Os recursos serviram até para pagar a mensalidade da escola dos filhos de um dos investigados, segundo a apuração da PF.
"Impressiona verificar que as investigações cuidaram de apontar que até mesmo as faturas de cartões de crédito da investigada, que perfizeram o montante de R$ 149.378,74, foram pagas com valores advindos das contas da Gespar Administração de Bens. Ou seja, com dinheiro originalmente público destinado à compra dos respiradores pulmonares", diz outro trecho do processo.
A PF aponta que ao menos R$ 5 milhões passaram pelas contas de empresas destinadas à administração de bens, ao ramo imobiliário e a bancos e fundos de investimento, "mas nunca chegaram a uma empresa sequer que efetivamente trabalhasse com a compra de ventiladores pulmonares".
Em 2020, o vírus da Covid-19 se disseminou pelo país e houve um crescimento exponencial no número de mortos pela doença.
Na época presidente do Consórcio Nordeste, que reúne os estados da região, Rui Costa assinou contrato com a Hempcare que previa o pagamento adiantado da totalidade do valor. Especializada em medicamentos à base de maconha, a empresa, entretanto, nunca tinha fornecido esse tipo de equipamento nem tinha experiência no ramo. Os respiradores nunca foram entregues, e a totalidade do dinheiro até hoje não foi recuperada.
Na semana passada, o plenário Tribunal de Contas da União (TCU) decidiu inocentar o então secretário-executivo do consórcio, Carlos Gabas, que emitiu os empenhos para o pagamento antecipado. A decisão contrariou parecer da área técnica, que apontou uma série de irregularidades na contratação e recomendou a aplicação de multa.
O inquérito da Polícia Federal sobre o assunto ainda está em andamento. No início do mês, a Justiça Federal da Bahia devolveu a investigação ao Superior Tribunal de Justiça (STJ).
O caso tramitava na primeira instância desde maio de 2023 porque Rui Costa não tinha mais direito ao foro privilegiado de governador.
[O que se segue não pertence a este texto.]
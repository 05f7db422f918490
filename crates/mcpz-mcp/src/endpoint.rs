use crate::dialect::{translate_schema, Dialect};
use crate::protocol::{InitializeResult, McpToolResult, ServerCapabilities, ServerInfo};
use async_trait::async_trait;
use mcpz_core::{McpzError, McpzResult, ToolDefinition};
use std::collections::HashMap;
use std::fmt;
use std::sync::Arc;
use tracing::{debug, info, warn};

/// Something that can execute a tool on behalf of the endpoint: a running
/// server instance, or a skill.
#[async_trait]
pub trait ToolBackend: Send + Sync {
    /// Run `tool` (the name the backend itself advertised) with `arguments`.
    async fn call_tool(&self, tool: &str, arguments: serde_json::Value)
        -> McpzResult<McpToolResult>;
}

/// Where an exposed tool name is dispatched to.
#[derive(Clone)]
pub struct ToolRoute {
    /// Handler that executes the call.
    pub backend: Arc<dyn ToolBackend>,
    /// The tool's name on the backend.
    pub tool: String,
}

impl fmt::Debug for ToolRoute {
    fn fmt(&self, f: &mut fmt::Formatter<'_>) -> fmt::Result {
        f.debug_struct("ToolRoute").field("tool", &self.tool).finish()
    }
}

/// A tool as the endpoint exposes it.
#[derive(Debug, Clone)]
pub struct RegisteredTool {
    /// Server or skill that contributed the tool.
    pub source: String,
    /// Definition rewritten for the endpoint's dialect, under the exposed name.
    pub definition: ToolDefinition,
    /// Where calls to the tool go.
    pub route: ToolRoute,
}

/// The composed MCP surface presented to the outside world.
///
/// Tools from every backend are registered in order; the first registration
/// of a name keeps it and later ones are exposed as `<source>__<tool>`.
#[derive(Debug)]
pub struct Endpoint {
    name: String,
    dialect: Dialect,
    tools: Vec<RegisteredTool>,
    by_name: HashMap<String, usize>,
}

impl Endpoint {
    /// Create an endpoint speaking the given protocol version.
    pub fn new(name: impl Into<String>, protocol_version: &str) -> McpzResult<Self> {
        let dialect = Dialect::from_protocol_version(protocol_version).ok_or_else(|| {
            McpzError::Protocol(format!("unsupported protocol version '{protocol_version}'"))
        })?;
        Ok(Self::with_dialect(name, dialect))
    }

    /// An endpoint speaking `dialect`.
    pub fn with_dialect(name: impl Into<String>, dialect: Dialect) -> Self {
        Self {
            name: name.into(),
            dialect,
            tools: Vec::new(),
            by_name: HashMap::new(),
        }
    }

    /// Name reported in `serverInfo`.
    pub fn name(&self) -> &str {
        &self.name
    }

    /// Dialect the endpoint advertises its tools in.
    pub fn dialect(&self) -> Dialect {
        self.dialect
    }

    /// Register a tool advertised by `source` in `from` dialect.
    ///
    /// Returns the name the tool is exposed under.
    pub fn register_tool(
        &mut self,
        source: &str,
        def: ToolDefinition,
        from: Dialect,
        backend: Arc<dyn ToolBackend>,
    ) -> McpzResult<String> {
        let incompatible = |reason: String| McpzError::SchemaIncompatible {
            tool: def.name.clone(),
            reason,
        };

        if !is_object_schema(&def.input_schema) {
            return Err(incompatible("input schema must be an object schema".into()));
        }
        let input_schema = translate_schema(&def.input_schema, from, self.dialect)
            .map_err(|e| incompatible(e.to_string()))?;

        let output_schema = match &def.output_schema {
            Some(_) if !self.dialect.supports_output_schema() => {
                return Err(incompatible(format!(
                    "output schemas are not representable in the {} dialect",
                    self.dialect
                )));
            }
            Some(schema) => Some(
                translate_schema(schema, from, self.dialect)
                    .map_err(|e| incompatible(e.to_string()))?,
            ),
            None => None,
        };

        let (title, annotations) = match self.dialect {
            Dialect::Current => (def.title.clone(), def.annotations.clone()),
            Dialect::Legacy => {
                if def.title.is_some() || def.annotations.is_some() {
                    debug!(tool = %def.name, "Dropping title/annotations for legacy endpoint");
                }
                (None, None)
            }
        };

        let exposed = if self.by_name.contains_key(&def.name) {
            let qualified = format!("{source}__{}", def.name);
            if self.by_name.contains_key(&qualified) {
                return Err(incompatible(format!(
                    "name '{qualified}' is already registered"
                )));
            }
            warn!(tool = %def.name, source, exposed = %qualified, "Tool name collision");
            qualified
        } else {
            def.name.clone()
        };

        let definition = ToolDefinition {
            name: exposed.clone(),
            title,
            description: def.description.clone(),
            input_schema,
            output_schema,
            annotations,
        };
        self.by_name.insert(exposed.clone(), self.tools.len());
        self.tools.push(RegisteredTool {
            source: source.to_string(),
            definition,
            route: ToolRoute {
                backend,
                tool: def.name,
            },
        });
        debug!(endpoint = %self.name, tool = %exposed, source, "Tool registered");
        Ok(exposed)
    }

    /// The tools as advertised by `tools/list`, in registration order.
    pub fn list_tools(&self) -> Vec<ToolDefinition> {
        self.tools.iter().map(|t| t.definition.clone()).collect()
    }

    /// Registered tools, in registration order.
    pub fn registered(&self) -> &[RegisteredTool] {
        &self.tools
    }

    /// Number of registered tools.
    pub fn tool_count(&self) -> usize {
        self.tools.len()
    }

    /// Dispatch a `tools/call` to the backend owning `name`.
    ///
    /// Backend failures become error results rather than protocol errors.
    pub async fn call_tool(
        &self,
        name: &str,
        arguments: serde_json::Value,
    ) -> McpzResult<McpToolResult> {
        let tool = self
            .by_name
            .get(name)
            .and_then(|&i| self.tools.get(i))
            .ok_or_else(|| McpzError::Protocol(format!("unknown tool '{name}'")))?;

        match tool.route.backend.call_tool(&tool.route.tool, arguments).await {
            Ok(result) => Ok(result),
            Err(e) => {
                warn!(tool = %name, source = %tool.source, error = %e, "Tool call failed");
                Ok(McpToolResult::text(e.to_string(), true))
            }
        }
    }

    /// The `initialize` result this endpoint answers with.
    pub fn initialize_result(&self) -> InitializeResult {
        info!(endpoint = %self.name, tools = self.tools.len(), "Endpoint initialized");
        InitializeResult {
            protocol_version: self.dialect.protocol_version().to_string(),
            capabilities: ServerCapabilities {
                tools: Some(serde_json::json!({})),
                ..Default::default()
            },
            server_info: Some(ServerInfo {
                name: self.name.clone(),
                version: env!("CARGO_PKG_VERSION").to_string(),
            }),
        }
    }
}

fn is_object_schema(schema: &serde_json::Value) -> bool {
    match schema.as_object() {
        Some(map) => !matches!(map.get("type"), Some(t) if t != "object"),
        None => false,
    }
}
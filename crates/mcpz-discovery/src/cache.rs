use crate::descriptor::SkillManifest;
use mcpz_config::lock::DEFAULT_LOCK_WAIT;
use mcpz_config::{write_atomic, FileLock};
use mcpz_core::{McpzError, McpzResult};
use std::collections::BTreeMap;
use std::path::{Path, PathBuf};
use std::time::Duration;
use tracing::info;

/// Name of the index file inside the cache directory.
pub const INDEX_FILE: &str = "index.json";

/// Skills installed from the skills registry.
///
/// The whole cache is one `index.json` mapping skill id to manifest, written
/// under an advisory lock.
#[derive(Debug, Clone)]
pub struct SkillCache {
    dir: PathBuf,
    lock_wait: Duration,
}

impl SkillCache {
    /// A cache rooted at `dir`.
    pub fn new(dir: impl Into<PathBuf>) -> Self {
        Self {
            dir: dir.into(),
            lock_wait: DEFAULT_LOCK_WAIT,
        }
    }

    /// Path of the cache index.
    pub fn index_path(&self) -> PathBuf {
        self.dir.join(INDEX_FILE)
    }

    /// Every cached manifest. A missing index is an empty cache.
    pub async fn load(&self) -> McpzResult<BTreeMap<String, SkillManifest>> {
        read_index(&self.index_path()).await
    }

    /// Add or replace a manifest.
    pub async fn insert(&self, manifest: SkillManifest) -> McpzResult<()> {
        let id = manifest.name.clone();
        self.modify(|index| {
            index.insert(manifest.name.clone(), manifest);
        })
        .await?;
        info!(skill = %id, "Skill cached");
        Ok(())
    }

    /// Drop a manifest. Returns whether it was present.
    pub async fn remove(&self, id: &str) -> McpzResult<bool> {
        self.modify(|index| index.remove(id).is_some()).await
    }

    async fn modify<T>(
        &self,
        edit: impl FnOnce(&mut BTreeMap<String, SkillManifest>) -> T,
    ) -> McpzResult<T> {
        let path = self.index_path();
        let _lock = FileLock::acquire(&path, self.lock_wait).await?;
        let mut index = read_index(&path).await?;
        let out = edit(&mut index);
        let json = serde_json::to_string_pretty(&index)?;
        write_atomic(&path, json.as_bytes()).await?;
        Ok(out)
    }
}

async fn read_index(path: &Path) -> McpzResult<BTreeMap<String, SkillManifest>> {
    match tokio::fs::read_to_string(path).await {
        Ok(contents) => serde_json::from_str(&contents)
            .map_err(|e| McpzError::Discovery(format!("{}: {e}", path.display()))),
        Err(e) if e.kind() == std::io::ErrorKind::NotFound => Ok(BTreeMap::new()),
        Err(e) => Err(e.into()),
    }
}

#[cfg(test)]
#[allow(clippy::unwrap_used, clippy::expect_used)]
mod tests {
    use super::*;

    fn manifest(name: &str) -> SkillManifest {
        SkillManifest {
            name: name.into(),
            version: "1.0.0".into(),
            description: String::new(),
            instructions: String::new(),
            tools: Vec::new(),
        }
    }

    #[tokio::test]
    async fn test_insert_and_remove() {
        let dir = tempfile::tempdir().unwrap();
        let cache = SkillCache::new(dir.path().join("skill-cache"));
        assert!(cache.load().await.unwrap().is_empty());

        cache.insert(manifest("a")).await.unwrap();
        cache.insert(manifest("b")).await.unwrap();
        assert_eq!(cache.load().await.unwrap().len(), 2);

        assert!(cache.remove("a").await.unwrap());
        assert!(!cache.remove("a").await.unwrap());
        let left: Vec<_> = cache.load().await.unwrap().into_keys().collect();
        assert_eq!(left, ["b"]);
    }
}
Porém, como o Supremo Tribunal Federal (STF) modificou o entendimento sobre foro privilegiado, o juiz federal Fábio Moreira Ramiro, da 2ª Vara Criminal Federal de Salvador, determinou o retorno da investigação ao STJ, instância responsável por processar governadores.
Outro lado
Procurado por meio de sua assessoria de imprensa para se manifestar sobre os novos fatos apurados pela PF, Rui Costa não respondeu.
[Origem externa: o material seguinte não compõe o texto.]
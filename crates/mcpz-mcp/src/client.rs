//! MCP client: talks to an MCP server over its stdio (or any byte stream)
//! with line-delimited JSON-RPC 2.0 messages.

use crate::dialect::CURRENT_PROTOCOL_VERSION;
use crate::protocol::*;
use mcpz_core::{McpzError, McpzResult, ToolDefinition};
use std::collections::{BTreeMap, HashMap};
use std::process::ExitStatus;
use std::sync::atomic::{AtomicU64, Ordering};
use std::sync::Arc;
use std::time::Duration;
use tokio::io::{AsyncBufReadExt, AsyncRead, AsyncWrite, AsyncWriteExt, BufReader};
use tokio::process::{Child, Command};
use tokio::sync::{oneshot, Mutex};
use tracing::{debug, error, info, warn};

/// Default bound on a single request/response exchange.
pub const DEFAULT_REQUEST_TIMEOUT: Duration = Duration::from_secs(30);

type Pending = Arc<Mutex<HashMap<u64, oneshot::Sender<JsonRpcResponse>>>>;
type Writer = Box<dyn AsyncWrite + Send + Unpin>;

/// MCP client bound to one server.
///
/// Created by [`McpClient::spawn`] for a child process or
/// [`McpClient::from_transport`] for an existing stream. The `initialize`
/// handshake is a separate step so callers can retry and time it.
pub struct McpClient {
    writer: Mutex<Option<Writer>>,
    child: Option<Mutex<Child>>,
    pid: Option<u32>,
    pending: Pending,
    next_id: AtomicU64,
    server_name: String,
    request_timeout: Duration,
}

impl McpClient {
    /// Spawn `command` with piped stdio. The child's stderr is discarded.
    pub fn spawn(
        server_name: &str,
        command: &str,
        args: &[String],
        env: &BTreeMap<String, String>,
    ) -> McpzResult<Self> {
        let mut cmd = Command::new(command);
        cmd.args(args)
            .envs(env)
            .stdin(std::process::Stdio::piped())
            .stdout(std::process::Stdio::piped())
            .stderr(std::process::Stdio::null())
            .kill_on_drop(true);

        let mut child = cmd
            .spawn()
            .map_err(|e| McpzError::spawn_failed(server_name, format!("{command}: {e}")))?;

        let stdin = child
            .stdin
            .take()
            .ok_or_else(|| McpzError::spawn_failed(server_name, "stdin not available"))?;
        let stdout = child
            .stdout
            .take()
            .ok_or_else(|| McpzError::spawn_failed(server_name, "stdout not available"))?;

        let pid = child.id();
        let mut client = Self::from_transport(server_name, stdout, stdin);
        client.child = Some(Mutex::new(child));
        client.pid = pid;
        debug!(server = %server_name, pid = ?pid, "MCP server process spawned");
        Ok(client)
    }

    /// Wrap an already-connected byte stream.
    pub fn from_transport<R, W>(server_name: &str, reader: R, writer: W) -> Self
    where
        R: AsyncRead + Send + Unpin + 'static,
        W: AsyncWrite + Send + Unpin + 'static,
    {
        let pending: Pending = Arc::new(Mutex::new(HashMap::new()));
        tokio::spawn(read_loop(server_name.to_string(), reader, Arc::clone(&pending)));

        Self {
            writer: Mutex::new(Some(Box::new(writer))),
            child: None,
            pid: None,
            pending,
            next_id: AtomicU64::new(1),
            server_name: server_name.to_string(),
            request_timeout: DEFAULT_REQUEST_TIMEOUT,
        }
    }

    /// Bound on how long a single request waits for its response.
    pub fn with_request_timeout(mut self, timeout: Duration) -> Self {
        self.request_timeout = timeout;
        self
    }

    /// Name the client was created for, used in logs and errors.
    pub fn server_name(&self) -> &str {
        &self.server_name
    }

    /// OS pid of the child, when the client owns one.
    pub fn pid(&self) -> Option<u32> {
        self.pid
    }

    /// Send a JSON-RPC request and wait for the response.
    async fn request(
        &self,
        method: &str,
        params: Option<serde_json::Value>,
    ) -> McpzResult<JsonRpcResponse> {
        let id = self.next_id.fetch_add(1, Ordering::SeqCst);
        let req = JsonRpcRequest::new(id, method, params);

        let (tx, rx) = oneshot::channel();
        self.pending.lock().await.insert(id, tx);

        if let Err(e) = self.send_line(&serde_json::to_string(&req)?).await {
            self.pending.lock().await.remove(&id);
            return Err(e);
        }

        let resp = match tokio::time::timeout(self.request_timeout, rx).await {
            Ok(Ok(resp)) => resp,
            Ok(Err(_)) => {
                return Err(McpzError::Protocol(format!(
                    "'{}' closed its stream during '{method}'",
                    self.server_name
                )))
            }
            Err(_) => {
                self.pending.lock().await.remove(&id);
                return Err(McpzError::Protocol(format!(
                    "'{method}' to '{}' timed out",
                    self.server_name
                )));
            }
        };

        if let Some(err) = &resp.error {
            return Err(McpzError::Protocol(format!(
                "MCP error {}: {}",
                err.code, err.message
            )));
        }

        Ok(resp)
    }

    /// Send a JSON-RPC notification (no response expected).
    async fn notify(&self, method: &str, params: Option<serde_json::Value>) -> McpzResult<()> {
        let msg = serde_json::json!({
            "jsonrpc": "2.0",
            "method": method,
            "params": params.unwrap_or(serde_json::json!({})),
        });
        self.send_line(&serde_json::to_string(&msg)?).await
    }

    async fn send_line(&self, line: &str) -> McpzResult<()> {
        let mut guard = self.writer.lock().await;
        let writer = guard.as_mut().ok_or_else(|| {
            McpzError::Protocol(format!("connection to '{}' is closed", self.server_name))
        })?;
        writer.write_all(line.as_bytes()).await?;
        writer.write_all(b"\n").await?;
        writer.flush().await?;
        Ok(())
    }

    /// Perform the MCP initialize handshake, proposing the newest protocol
    /// version. The server's answer decides the dialect of its tools.
    pub async fn initialize(&self) -> McpzResult<InitializeResult> {
        let params = serde_json::json!({
            "protocolVersion": CURRENT_PROTOCOL_VERSION,
            "capabilities": {},
            "clientInfo": {
                "name": "mcpz",
                "version": env!("CARGO_PKG_VERSION")
            }
        });

        let resp = self.request("initialize", Some(params)).await?;
        let result: InitializeResult = serde_json::from_value(
            resp.result
                .ok_or_else(|| McpzError::Protocol("empty initialize result".into()))?,
        )
        .map_err(|e| McpzError::Protocol(format!("bad initialize result: {e}")))?;

        self.notify("notifications/initialized", None).await?;
        info!(
            server = %self.server_name,
            version = %result.protocol_version,
            "MCP server initialized"
        );
        Ok(result)
    }

    /// List every tool, following `nextCursor` pagination.
    pub async fn list_tools(&self) -> McpzResult<Vec<ToolDefinition>> {
        let mut tools = Vec::new();
        let mut cursor: Option<String> = None;
        loop {
            let params = cursor
                .as_ref()
                .map(|c| serde_json::json!({ "cursor": c }));
            let resp = self.request("tools/list", params).await?;
            let result = resp
                .result
                .ok_or_else(|| McpzError::Protocol("empty tools/list result".into()))?;

            cursor = result
                .get("nextCursor")
                .and_then(serde_json::Value::as_str)
                .map(str::to_string);
            let page: ListToolsResult = serde_json::from_value(result)
                .map_err(|e| McpzError::Protocol(format!("bad tools/list result: {e}")))?;
            tools.extend(page.tools);

            if cursor.is_none() {
                break;
            }
        }
        debug!(server = %self.server_name, tools = tools.len(), "MCP tools listed");
        Ok(tools)
    }

    /// Call a tool on the MCP server.
    pub async fn call_tool(
        &self,
        name: &str,
        arguments: serde_json::Value,
    ) -> McpzResult<McpToolResult> {
        let params = serde_json::json!({
            "name": name,
            "arguments": arguments,
        });

        let resp = self.request("tools/call", Some(params)).await?;
        let result = resp
            .result
            .ok_or_else(|| McpzError::Protocol("empty tools/call result".into()))?;

        serde_json::from_value(result)
            .map_err(|e| McpzError::Protocol(format!("bad tool result: {e}")))
    }

    /// Send `ping`.
    pub async fn ping(&self) -> McpzResult<()> {
        self.request("ping", None).await.map(|_| ())
    }

    /// Health check: `ping`, falling back to `tools/list` for servers that
    /// predate it.
    pub async fn health_check(&self) -> McpzResult<()> {
        match self.ping().await {
            Ok(()) => Ok(()),
            Err(McpzError::Protocol(msg)) if msg.contains("-32601") => {
                self.list_tools().await.map(|_| ())
            }
            Err(e) => Err(e),
        }
    }

    /// Non-blocking exit check on the owned child.
    pub async fn try_wait(&self) -> McpzResult<Option<ExitStatus>> {
        match &self.child {
            Some(child) => Ok(child.lock().await.try_wait()?),
            None => Ok(None),
        }
    }

    /// Close stdin and wait up to `grace` for the child to exit, then kill it.
    ///
    /// Returns true when the child exited on its own.
    pub async fn shutdown(&self, grace: Duration) -> McpzResult<bool> {
        self.writer.lock().await.take();
        let Some(child) = &self.child else {
            return Ok(true);
        };
        let mut child = child.lock().await;

        match tokio::time::timeout(grace, child.wait()).await {
            Ok(status) => {
                let status = status?;
                debug!(server = %self.server_name, ?status, "MCP server exited");
                Ok(true)
            }
            Err(_) => {
                warn!(server = %self.server_name, "MCP server ignored shutdown, killing");
                child.kill().await?;
                Ok(false)
            }
        }
    }
}

async fn read_loop<R>(server_name: String, reader: R, pending: Pending)
where
    R: AsyncRead + Unpin,
{
    let mut reader = BufReader::new(reader);
    let mut line = String::new();
    loop {
        line.clear();
        match reader.read_line(&mut line).await {
            Ok(0) => {
                debug!(server = %server_name, "MCP server stdout closed");
                break;
            }
            Ok(_) => {
                let trimmed = line.trim();
                if trimmed.is_empty() {
                    continue;
                }
                let value: serde_json::Value = match serde_json::from_str(trimmed) {
                    Ok(v) => v,
                    Err(e) => {
                        debug!(server = %server_name, error = %e, "Non-JSON line from MCP server");
                        continue;
                    }
                };
                if value.get("method").is_some() {
                    // server-initiated requests and notifications are not handled
                    continue;
                }
                match serde_json::from_value::<JsonRpcResponse>(value) {
                    Ok(resp) => {
                        if let Some(id) = resp.id {
                            if let Some(tx) = pending.lock().await.remove(&id) {
                                let _ = tx.send(resp);
                            }
                        }
                    }
                    Err(e) => {
                        debug!(server = %server_name, error = %e, "Malformed JSON-RPC response");
                    }
                }
            }
            Err(e) => {
                error!(server = %server_name, error = %e, "Error reading MCP server stdout");
                break;
            }
        }
    }
    // wake every waiter instead of letting them time out
    pending.lock().await.clear();
}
Em manifestação anterior enviada ao UOL, a assessoria do ministro afirmou que ele determinou a abertura de uma investigação pela Polícia Civil da Bahia para apurar os fatos durante sua gestão como governador.
O ex-governador também disse que, durante a pandemia, as compras realizadas "no mundo inteiro foram feitas com pagamento antecipado" e que nunca tratou com nenhum "preposto ou intermediário sobre a questão das compras" de equipamentos de saúde.
"O ex-governador Rui Costa deseja que a investigação prossiga e que os responsáveis pelo desvio do dinheiro público sejam devidamente punidos e haja determinação judicial para ressarcimento do erário público", afirmou a assessoria na ocasião.
A defesa de Gabas argumentou que ele agiu com base em parecer técnico da Procuradoria do Estado da Bahia que validou a forma de contratação e de acordo com lei estadual que permitia o pagamento antecipado. Afirmou ainda que o consórcio e os Estados foram "vítimas" no caso.